Court Rules Against AT&T's Service Agreement
The Seattle Post-Intelligencer is running a story about a recent ruling from the Washington State Supreme Court, which decided that AT&T's service agreement was not capable of waiving a customer's right to file a lawsuit against the company. The full opinion (PDF) is also available. From the conclusion:
"AT&T's Consumer Services Agreement is substantively unconscionable and therefore unenforceable to the extent that it purports to waive the right to class actions, require confidentiality, shorten the Washington Consumer Protection Act statute of limitations, and limit availability of attorney fees. ... Courts will not be easily deceived by attempts to unilaterally strip away consumer protections and remedies by efforts to cloak the waiver of important rights under an arbitration clause."
As the FTA mentions, these arbitration clauses are widely-used elsewhere. AT&T will appeal to federal court, and win.
This really is an activists' decision -- modern legal theory is far more supportive of arbitration than the class action process. Many states don't even have class action anymore. They're a racket; only the head, and the attorneys make money.
Because they are far more draconian than At&T's ever was.
Just saying, most Game Company EULAs actually state that you don't even get a service in return for your payments and that your payments are non-refundable and you have no expectations of privacy and your computer is for all intents and purposes the property of the gaming company for as long as their software resides on your computer...
I wish I was making this up but as you can see here (the most popular online game in the world):
http://www.worldofwarcraft.com/legal/eula.html
http://www.worldofwarcraft.com/legal/termsofuse.shtml
I'm not. And as an even more negative note this EULA actually stood up in court of law.
http://virtuallyblind.com/2008/07/14/blizzard-wins-sj-mdy/
Your RAM is actually Blizzards. You have no right to sue. You have no right to a refund. You have no right to class action. You have no right to communicate to anyone about what Blizzard communicates to you. Because, it is all copyright. That is a huge legal determination.
This brings us back to the topic at hand, AT&T. Because in all honesty, "waive the right to class actions, require confidentiality, shorten the Washington Consumer Protection Act statute of limitations, and limit availability of attorney fees." these things have already been ruled as legal in several gaming company cases and RIAA cases (which for brevity I did not touch on).

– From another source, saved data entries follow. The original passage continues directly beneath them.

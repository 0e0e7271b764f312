//! Integration tests for the nested specimen upsert path

use biosync_api::payload::{
    AliquotPayload, AttributePayload, DatasetItemPayload, DatasetPayload, DisposalStatusPayload,
    SpecimenPayload, StatusPayload,
};
use biosync_api::service::{fetch, upsert};
use biosync_common::db::init_memory_database;
use sqlx::SqlitePool;

async fn setup() -> SqlitePool {
    let pool = init_memory_database().await.unwrap();
    sqlx::query("INSERT INTO participants (biobank_id, created_at) VALUES ('Z1234', 0)")
        .execute(&pool)
        .await
        .unwrap();
    pool
}

fn base_payload(rlims_id: &str) -> SpecimenPayload {
    SpecimenPayload {
        rlims_id: Some(rlims_id.to_string()),
        order_id: Some("ord-1".to_string()),
        participant_id: Some("Z1234".to_string()),
        test_code: Some("1ED04".to_string()),
        ..Default::default()
    }
}

fn dataset(rlims_id: &str, param_id: &str) -> DatasetPayload {
    DatasetPayload {
        rlims_id: Some(rlims_id.to_string()),
        name: Some("CBC".to_string()),
        status: Some("Final".to_string()),
        items: Some(vec![DatasetItemPayload {
            param_id: Some(param_id.to_string()),
            display_value: Some("13.5".to_string()),
            display_units: Some("g/dL".to_string()),
        }]),
    }
}

#[tokio::test]
async fn test_minimal_specimen_round_trips_with_null_collections() {
    let pool = setup().await;

    upsert::upsert_specimen(&pool, &base_payload("sabrina"))
        .await
        .unwrap();

    let tree = fetch::fetch_specimen_tree(&pool, "sabrina").await.unwrap();
    assert_eq!(tree.rlims_id.as_deref(), Some("sabrina"));
    assert_eq!(tree.participant_id.as_deref(), Some("Z1234"));
    assert!(tree.attributes.is_none(), "absent attributes must be null");
    assert!(tree.aliquots.is_none(), "absent aliquots must be null");

    // And literally null in the client JSON
    let json = serde_json::to_value(&tree).unwrap();
    assert!(json.get("attributes").unwrap().is_null());
    assert!(json.get("aliquots").unwrap().is_null());
}

#[tokio::test]
async fn test_missing_required_fields_collected_into_one_message() {
    let pool = setup().await;

    let payload = SpecimenPayload {
        participant_id: Some("Z1234".to_string()),
        ..Default::default()
    };
    let err = upsert::upsert_specimen(&pool, &payload).await.unwrap_err();
    assert_eq!(
        err.to_string(),
        "Invalid input: Missing fields: rlimsID, orderID, testcode"
    );
}

#[tokio::test]
async fn test_unknown_participant_rejected() {
    let pool = setup().await;

    let mut payload = base_payload("sp-1");
    payload.participant_id = Some("Z9999".to_string());
    let err = upsert::upsert_specimen(&pool, &payload).await.unwrap_err();
    assert!(err.to_string().contains("Biobank id Z9999 does not exist"));
}

#[tokio::test]
async fn test_three_level_aliquot_chain_round_trips() {
    let pool = setup().await;

    let mut payload = base_payload("sp-root");
    payload.aliquots = Some(vec![AliquotPayload {
        rlims_id: Some("al-1".to_string()),
        sample_type: Some("Serum".to_string()),
        datasets: Some(vec![dataset("ds-1", "HGB")]),
        aliquots: Some(vec![AliquotPayload {
            rlims_id: Some("al-2".to_string()),
            datasets: Some(vec![dataset("ds-2", "WBC")]),
            aliquots: Some(vec![AliquotPayload {
                rlims_id: Some("al-3".to_string()),
                datasets: Some(vec![dataset("ds-3", "PLT")]),
                ..Default::default()
            }]),
            ..Default::default()
        }]),
        ..Default::default()
    }]);

    upsert::upsert_specimen(&pool, &payload).await.unwrap();
    let tree = fetch::fetch_specimen_tree(&pool, "sp-root").await.unwrap();

    let level1 = &tree.aliquots.as_ref().unwrap()[0];
    assert_eq!(level1.rlims_id.as_deref(), Some("al-1"));
    assert!(level1.parent_aliquot_id.is_none());
    assert_eq!(level1.specimen_rlims_id.as_deref(), Some("sp-root"));
    assert_eq!(
        level1.datasets.as_ref().unwrap()[0].rlims_id.as_deref(),
        Some("ds-1")
    );

    let level2 = &level1.aliquots.as_ref().unwrap()[0];
    assert_eq!(level2.rlims_id.as_deref(), Some("al-2"));
    assert_eq!(level2.parent_aliquot_id.as_deref(), Some("al-1"));
    assert_eq!(level2.specimen_rlims_id.as_deref(), Some("sp-root"));

    let level3 = &level2.aliquots.as_ref().unwrap()[0];
    assert_eq!(level3.rlims_id.as_deref(), Some("al-3"));
    assert_eq!(level3.parent_aliquot_id.as_deref(), Some("al-2"));
    let items = level3.datasets.as_ref().unwrap()[0].items.as_ref().unwrap();
    assert_eq!(items[0].param_id.as_deref(), Some("PLT"));
}

#[tokio::test]
async fn test_upsert_is_idempotent() {
    let pool = setup().await;

    let mut payload = base_payload("sp-idem");
    payload.attributes = Some(vec![
        AttributePayload {
            name: "visit".to_string(),
            value: Some("baseline".to_string()),
        },
        AttributePayload {
            name: "site".to_string(),
            value: Some("B-04".to_string()),
        },
    ]);
    payload.aliquots = Some(vec![AliquotPayload {
        rlims_id: Some("al-idem".to_string()),
        datasets: Some(vec![dataset("ds-idem", "HGB")]),
        ..Default::default()
    }]);

    upsert::upsert_specimen(&pool, &payload).await.unwrap();
    upsert::upsert_specimen(&pool, &payload).await.unwrap();

    let specimen_count: i64 = sqlx::query_scalar("SELECT COUNT(*) FROM specimens")
        .fetch_one(&pool)
        .await
        .unwrap();
    let attribute_count: i64 = sqlx::query_scalar("SELECT COUNT(*) FROM specimen_attributes")
        .fetch_one(&pool)
        .await
        .unwrap();
    let aliquot_count: i64 = sqlx::query_scalar("SELECT COUNT(*) FROM aliquots")
        .fetch_one(&pool)
        .await
        .unwrap();
    let dataset_count: i64 = sqlx::query_scalar("SELECT COUNT(*) FROM datasets")
        .fetch_one(&pool)
        .await
        .unwrap();
    let item_count: i64 = sqlx::query_scalar("SELECT COUNT(*) FROM dataset_items")
        .fetch_one(&pool)
        .await
        .unwrap();

    assert_eq!(specimen_count, 1);
    assert_eq!(attribute_count, 2);
    assert_eq!(aliquot_count, 1);
    assert_eq!(dataset_count, 1);
    assert_eq!(item_count, 1);
}

#[tokio::test]
async fn test_omitted_collections_are_deleted_on_reupsert() {
    let pool = setup().await;

    let mut payload = base_payload("sp-replace");
    payload.attributes = Some(vec![AttributePayload {
        name: "visit".to_string(),
        value: Some("baseline".to_string()),
    }]);
    payload.aliquots = Some(vec![AliquotPayload {
        rlims_id: Some("al-replace".to_string()),
        ..Default::default()
    }]);
    upsert::upsert_specimen(&pool, &payload).await.unwrap();

    // Re-upsert without attributes/aliquots keys: the persisted sets are
    // replaced with nothing, not left untouched
    upsert::upsert_specimen(&pool, &base_payload("sp-replace"))
        .await
        .unwrap();

    let tree = fetch::fetch_specimen_tree(&pool, "sp-replace").await.unwrap();
    assert!(tree.attributes.is_none());
    assert!(tree.aliquots.is_none());
}

#[tokio::test]
async fn test_status_upsert_clears_prior_disposal() {
    let pool = setup().await;

    let mut payload = base_payload("sp-disposed");
    payload.disposal_status = Some(DisposalStatusPayload {
        reason: Some("mistake".to_string()),
        disposal_date: Some("2020-04-02".to_string()),
    });
    upsert::upsert_specimen(&pool, &payload).await.unwrap();

    let tree = fetch::fetch_specimen_tree(&pool, "sp-disposed").await.unwrap();
    assert_eq!(
        tree.status.as_ref().unwrap().status.as_deref(),
        Some("Disposed")
    );

    // Second upsert with a status block and no disposalStatus key
    let mut payload = base_payload("sp-disposed");
    payload.status = Some(StatusPayload {
        status: Some("In Circulation".to_string()),
        ..Default::default()
    });
    upsert::upsert_specimen(&pool, &payload).await.unwrap();

    let tree = fetch::fetch_specimen_tree(&pool, "sp-disposed").await.unwrap();
    assert_eq!(
        tree.status.as_ref().unwrap().status.as_deref(),
        Some("In Circulation")
    );
    assert!(tree.disposal_status.is_none(), "disposal must be cleared");

    let (reason, date): (String, Option<String>) =
        sqlx::query_as("SELECT disposal_reason, disposal_date FROM specimens WHERE rlims_id = 'sp-disposed'")
            .fetch_one(&pool)
            .await
            .unwrap();
    assert_eq!(reason, "");
    assert_eq!(date, None);
}

#[tokio::test]
async fn test_aliquot_reattached_from_deleted_parent() {
    let pool = setup().await;

    // al-keep starts as a child of al-drop
    let mut payload = base_payload("sp-move");
    payload.aliquots = Some(vec![AliquotPayload {
        rlims_id: Some("al-drop".to_string()),
        aliquots: Some(vec![AliquotPayload {
            rlims_id: Some("al-keep".to_string()),
            ..Default::default()
        }]),
        ..Default::default()
    }]);
    upsert::upsert_specimen(&pool, &payload).await.unwrap();

    // Next payload drops al-drop and hangs al-keep off the specimen
    let mut payload = base_payload("sp-move");
    payload.aliquots = Some(vec![AliquotPayload {
        rlims_id: Some("al-keep".to_string()),
        ..Default::default()
    }]);
    upsert::upsert_specimen(&pool, &payload).await.unwrap();

    let tree = fetch::fetch_specimen_tree(&pool, "sp-move").await.unwrap();
    let aliquots = tree.aliquots.as_ref().unwrap();
    assert_eq!(aliquots.len(), 1);
    assert_eq!(aliquots[0].rlims_id.as_deref(), Some("al-keep"));
    assert!(aliquots[0].parent_aliquot_id.is_none());
}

To tell AT&T (and every other company on the planet)that they are breaking the law because they are not using copyright as the rational for their arguments makes absolutely no legal sense whatsoever.
Because the end result is that all company claims against their consumers will be twisted in to copyright claims and therefore automatically upheld...
Thanks to eating disorders most chicks are reasonably good looking these days.